--- Data extracts ---

use std::fs::File;
use std::io::{BufRead, BufReader};
use std::path::{Path, PathBuf};

use anyhow::{bail, Context, Result};
use rustc_hash::{FxHashMap, FxHashSet};

const KNOWN_EXTENSIONS: [&str; 6] = [".fq", ".fastq", ".fna", ".fa", ".fasta", ".kmers"];

/// Extracts sample identifier from a given file path by removing common file extensions.
pub fn sample_id_from_filename(path: &Path) -> Result<String> {
    let Some(file_name) = path.file_name() else {
        bail!("Path {} has no file name", path.display());
    };
    let mut sample_id = file_name.to_string_lossy().to_string();

    if let Some(stripped) = sample_id.strip_suffix(".gz") {
        sample_id = stripped.to_string();
    }

    if let Some(ext) = KNOWN_EXTENSIONS.iter().find(|ext| sample_id.ends_with(*ext)) {
        sample_id.truncate(sample_id.len() - ext.len());
    }

    Ok(sample_id)
}

/// Expand a glob pattern into a sorted list of files.
pub fn expand_glob(pattern: &str) -> Result<Vec<PathBuf>> {
    let mut paths = Vec::new();
    for entry in glob::glob(pattern).context(format!("Invalid glob pattern: {pattern}"))? {
        paths.push(entry?);
    }
    paths.sort();

    if paths.is_empty() {
        bail!("No files match {pattern}");
    }

    Ok(paths)
}

/// Parse a TSV file of sample names and file paths (sample_name, path).
///
/// Samples are returned in order of first appearance. A sample may span several lines.
pub fn parse_sample_table(file_path: &Path) -> Result<Vec<(String, Vec<PathBuf>)>> {
    let file = File::open(file_path)
        .context(format!("Failed to open sample table {}", file_path.display()))?;
    let reader = BufReader::new(file);

    let mut samples: Vec<(String, Vec<PathBuf>)> = Vec::new();
    let mut sample_idx: FxHashMap<String, usize> = FxHashMap::default();
    for (line_num, line) in reader.lines().enumerate() {
        let line = line?;

        // skip comment lines starting with #
        if line.starts_with('#') || line.trim().is_empty() {
            continue;
        }

        let fields: Vec<&str> = line.trim().split('\t').collect();
        if fields.len() != 2 {
            bail!(
                "Invalid TSV format on line {}: each line must have exactly 2 columns (sample_name, path)",
                line_num + 1
            );
        }

        let name = fields[0].to_string();
        let path = PathBuf::from(fields[1]);

        let idx = *sample_idx.entry(name.clone()).or_insert_with(|| {
            samples.push((name, Vec::new()));
            samples.len() - 1
        });
        samples[idx].1.push(path);
    }

    if samples.is_empty() {
        bail!("Sample table {} lists no samples", file_path.display());
    }

    Ok(samples)
}

/// Name each sketch file after its file name.
pub fn name_by_filename(paths: &[PathBuf]) -> Result<Vec<(String, PathBuf)>> {
    let named = paths
        .iter()
        .map(|path| Ok((sample_id_from_filename(path)?, path.clone())))
        .collect::<Result<Vec<_>>>()?;

    check_unique_names(named.iter().map(|(name, _)| name.as_str()))?;
    Ok(named)
}

/// Require exactly one sketch file per sample in a sample table.
pub fn single_file_per_sample(samples: Vec<(String, Vec<PathBuf>)>) -> Result<Vec<(String, PathBuf)>> {
    samples
        .into_iter()
        .map(|(name, mut paths)| {
            if paths.len() != 1 {
                bail!("Sample '{}' lists {} sketch files, expected 1", name, paths.len());
            }
            Ok((name, paths.remove(0)))
        })
        .collect()
}

/// Fail if any sample name occurs twice.
pub fn check_unique_names<'a>(names: impl IntoIterator<Item = &'a str>) -> Result<()> {
    let mut seen = FxHashSet::default();
    for name in names {
        if !seen.insert(name) {
            bail!("Sample name '{}' is used more than once", name);
        }
    }

    Ok(())
}

/// Fail if any of the files does not exist.
pub fn check_files_exist<'a>(paths: impl IntoIterator<Item = &'a PathBuf>) -> Result<()> {
    for path in paths {
        if !path.exists() {
            bail!("File {} does not exist.", path.display());
        }
    }

    Ok(())
}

---

*Activity:* Please reproduce, exactly as written, the lines of the records from the first line through the one containing "starting with #".

*Solution for this exercise:*
use std::fs::File;
use std::io::{BufRead, BufReader};
use std::path::{Path, PathBuf};

use anyhow::{bail, Context, Result};
use rustc_hash::{FxHashMap, FxHashSet};

const KNOWN_EXTENSIONS: [&str; 6] = [".fq", ".fastq", ".fna", ".fa", ".fasta", ".kmers"];

/// Extracts sample identifier from a given file path by removing common file extensions.
pub fn sample_id_from_filename(path: &Path) -> Result<String> {
    let Some(file_name) = path.file_name() else {
        bail!("Path {} has no file name", path.display());
    };
    let mut sample_id = file_name.to_string_lossy().to_string();

    if let Some(stripped) = sample_id.strip_suffix(".gz") {
        sample_id = stripped.to_string();
    }

    if let Some(ext) = KNOWN_EXTENSIONS.iter().find(|ext| sample_id.ends_with(*ext)) {
        sample_id.truncate(sample_id.len() - ext.len());
    }

    Ok(sample_id)
}

/// Expand a glob pattern into a sorted list of files.
pub fn expand_glob(pattern: &str) -> Result<Vec<PathBuf>> {
    let mut paths = Vec::new();
    for entry in glob::glob(pattern).context(format!("Invalid glob pattern: {pattern}"))? {
        paths.push(entry?);
    }
    paths.sort();

    if paths.is_empty() {
        bail!("No files match {pattern}");
    }

    Ok(paths)
}

/// Parse a TSV file of sample names and file paths (sample_name, path).
///
/// Samples are returned in order of first appearance. A sample may span several lines.
pub fn parse_sample_table(file_path: &Path) -> Result<Vec<(String, Vec<PathBuf>)>> {
    let file = File::open(file_path)
        .context(format!("Failed to open sample table {}", file_path.display()))?;
    let reader = BufReader::new(file);

    let mut samples: Vec<(String, Vec<PathBuf>)> = Vec::new();
    let mut sample_idx: FxHashMap<String, usize> = FxHashMap::default();
    for (line_num, line) in reader.lines().enumerate() {
        let line = line?;

        // skip comment lines starting with #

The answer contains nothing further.